*Task to complete*:
Repeat the listing that comes next, leaving nothing out and changing nothing.

[Exercise data Boundary: Start]

//! Decides which extracted adverts are new, persists them, then notifies.
//!
//! Ordering is persist-then-notify: a crash between the two steps can lose a
//! notification for an advert that is already stored, but a restart can never
//! announce the same advert twice.

use metrics::{counter, describe_counter};
use once_cell::sync::OnceCell;

use crate::extract::types::AdvertRecord;
use crate::notify::Notifier;
use crate::store::AdvertStore;

fn ensure_metrics_described() {
    static ONCE: OnceCell<()> = OnceCell::new();
    ONCE.get_or_init(|| {
        describe_counter!("adverts_new_total", "Adverts persisted for the first time.");
        describe_counter!("adverts_known_total", "Adverts already in the store.");
        describe_counter!(
            "notify_failures_total",
            "New adverts whose notification was not delivered."
        );
    });
}

#[derive(Debug, Clone, Copy, PartialEq, Eq)]
pub enum Outcome {
    Known,
    Notified,
    /// Stored, but the webhook did not accept the notification.
    DeliveryFailed,
    /// Store unavailable; not stored and not notified.
    StoreFailed,
}

#[derive(Debug, Default, Clone, Copy, PartialEq, Eq)]
pub struct DetectReport {
    pub known: usize,
    pub notified: usize,
    pub delivery_failed: usize,
    pub store_failed: usize,
}

impl DetectReport {
    pub fn record(&mut self, outcome: Outcome) {
        match outcome {
            Outcome::Known => self.known += 1,
            Outcome::Notified => self.notified += 1,
            Outcome::DeliveryFailed => self.delivery_failed += 1,
            Outcome::StoreFailed => self.store_failed += 1,
        }
    }

    pub fn merge(&mut self, other: DetectReport) {
        self.known += other.known;
        self.notified += other.notified;
        self.delivery_failed += other.delivery_failed;
        self.store_failed += other.store_failed;
    }

    /// Adverts that were persisted in this pass.
    pub fn new_adverts(&self) -> usize {
        self.notified + self.delivery_failed
    }
}

pub struct ChangeDetector<'a> {
    store: &'a dyn AdvertStore,
    notifier: &'a dyn Notifier,
}

impl<'a> ChangeDetector<'a> {
    pub fn new(store: &'a dyn AdvertStore, notifier: &'a dyn Notifier) -> Self {
        ensure_metrics_described();
        Self { store, notifier }
    }

    pub async fn process(&self, record: &AdvertRecord) -> Outcome {
        let portal = record.source_id.as_str();
        let external_id = record.external_id.as_str();

        match self.store.exists(portal, external_id) {
            Ok(true) => {
                tracing::trace!(portal, external_id, "already known");
                counter!("adverts_known_total").increment(1);
                return Outcome::Known;
            }
            Ok(false) => {}
            Err(e) => {
                tracing::error!(portal, external_id, error = %e, "store lookup failed");
                return Outcome::StoreFailed;
            }
        }

        if let Err(e) = self.store.insert(record) {
            if e.is_conflict() {
                tracing::debug!(portal, external_id, "insert raced with an existing row");
                counter!("adverts_known_total").increment(1);
                return Outcome::Known;
            }
            tracing::error!(portal, external_id, error = %e, "store insert failed");
            return Outcome::StoreFailed;
        }

        tracing::info!(portal, external_id, title = %record.title, "new advert");
        counter!("adverts_new_total").increment(1);

        if self.notifier.send(record).await {
            Outcome::Notified
        } else {
            counter!("notify_failures_total").increment(1);
            Outcome::DeliveryFailed
        }
    }

    /// Each record is decided on its own, in order.
    pub async fn process_all(&self, records: &[AdvertRecord]) -> DetectReport {
        let mut report = DetectReport::default();
        for record in records {
            report.record(self.process(record).await);
        }
        report
    }
}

[Exercise data Boundary: End]

*Answer to this problem*:
//! Decides which extracted adverts are new, persists them, then notifies.
//!
//! Ordering is persist-then-notify: a crash between the two steps can lose a
//! notification for an advert that is already stored, but a restart can never
//! announce the same advert twice.

use metrics::{counter, describe_counter};
use once_cell::sync::OnceCell;

use crate::extract::types::AdvertRecord;
use crate::notify::Notifier;
use crate::store::AdvertStore;

fn ensure_metrics_described() {
    static ONCE: OnceCell<()> = OnceCell::new();
    ONCE.get_or_init(|| {
        describe_counter!("adverts_new_total", "Adverts persisted for the first time.");
        describe_counter!("adverts_known_total", "Adverts already in the store.");
        describe_counter!(
            "notify_failures_total",
            "New adverts whose notification was not delivered."
        );
    });
}

#[derive(Debug, Clone, Copy, PartialEq, Eq)]
pub enum Outcome {
    Known,
    Notified,
    /// Stored, but the webhook did not accept the notification.
    DeliveryFailed,
    /// Store unavailable; not stored and not notified.
    StoreFailed,
}

#[derive(Debug, Default, Clone, Copy, PartialEq, Eq)]
pub struct DetectReport {
    pub known: usize,
    pub notified: usize,
    pub delivery_failed: usize,
    pub store_failed: usize,
}

impl DetectReport {
    pub fn record(&mut self, outcome: Outcome) {
        match outcome {
            Outcome::Known => self.known += 1,
            Outcome::Notified => self.notified += 1,
            Outcome::DeliveryFailed => self.delivery_failed += 1,
            Outcome::StoreFailed => self.store_failed += 1,
        }
    }

    pub fn merge(&mut self, other: DetectReport) {
        self.known += other.known;
        self.notified += other.notified;
        self.delivery_failed += other.delivery_failed;
        self.store_failed += other.store_failed;
    }

    /// Adverts that were persisted in this pass.
    pub fn new_adverts(&self) -> usize {
        self.notified + self.delivery_failed
    }
}

pub struct ChangeDetector<'a> {
    store: &'a dyn AdvertStore,
    notifier: &'a dyn Notifier,
}

impl<'a> ChangeDetector<'a> {
    pub fn new(store: &'a dyn AdvertStore, notifier: &'a dyn Notifier) -> Self {
        ensure_metrics_described();
        Self { store, notifier }
    }

    pub async fn process(&self, record: &AdvertRecord) -> Outcome {
        let portal = record.source_id.as_str();
        let external_id = record.external_id.as_str();

        match self.store.exists(portal, external_id) {
            Ok(true) => {
                tracing::trace!(portal, external_id, "already known");
                counter!("adverts_known_total").increment(1);
                return Outcome::Known;
            }
            Ok(false) => {}
            Err(e) => {
                tracing::error!(portal, external_id, error = %e, "store lookup failed");
                return Outcome::StoreFailed;
            }
        }

        if let Err(e) = self.store.insert(record) {
            if e.is_conflict() {
                tracing::debug!(portal, external_id, "insert raced with an existing row");
                counter!("adverts_known_total").increment(1);
                return Outcome::Known;
            }
            tracing::error!(portal, external_id, error = %e, "store insert failed");
            return Outcome::StoreFailed;
        }

        tracing::info!(portal, external_id, title = %record.title, "new advert");
        counter!("adverts_new_total").increment(1);

        if self.notifier.send(record).await {
            Outcome::Notified
        } else {
            counter!("notify_failures_total").increment(1);
            Outcome::DeliveryFailed
        }
    }

    /// Each record is decided on its own, in order.
    pub async fn process_all(&self, records: &[AdvertRecord]) -> DetectReport {
        let mut report = DetectReport::default();
        for record in records {
            report.record(self.process(record).await);
        }
        report
    }
}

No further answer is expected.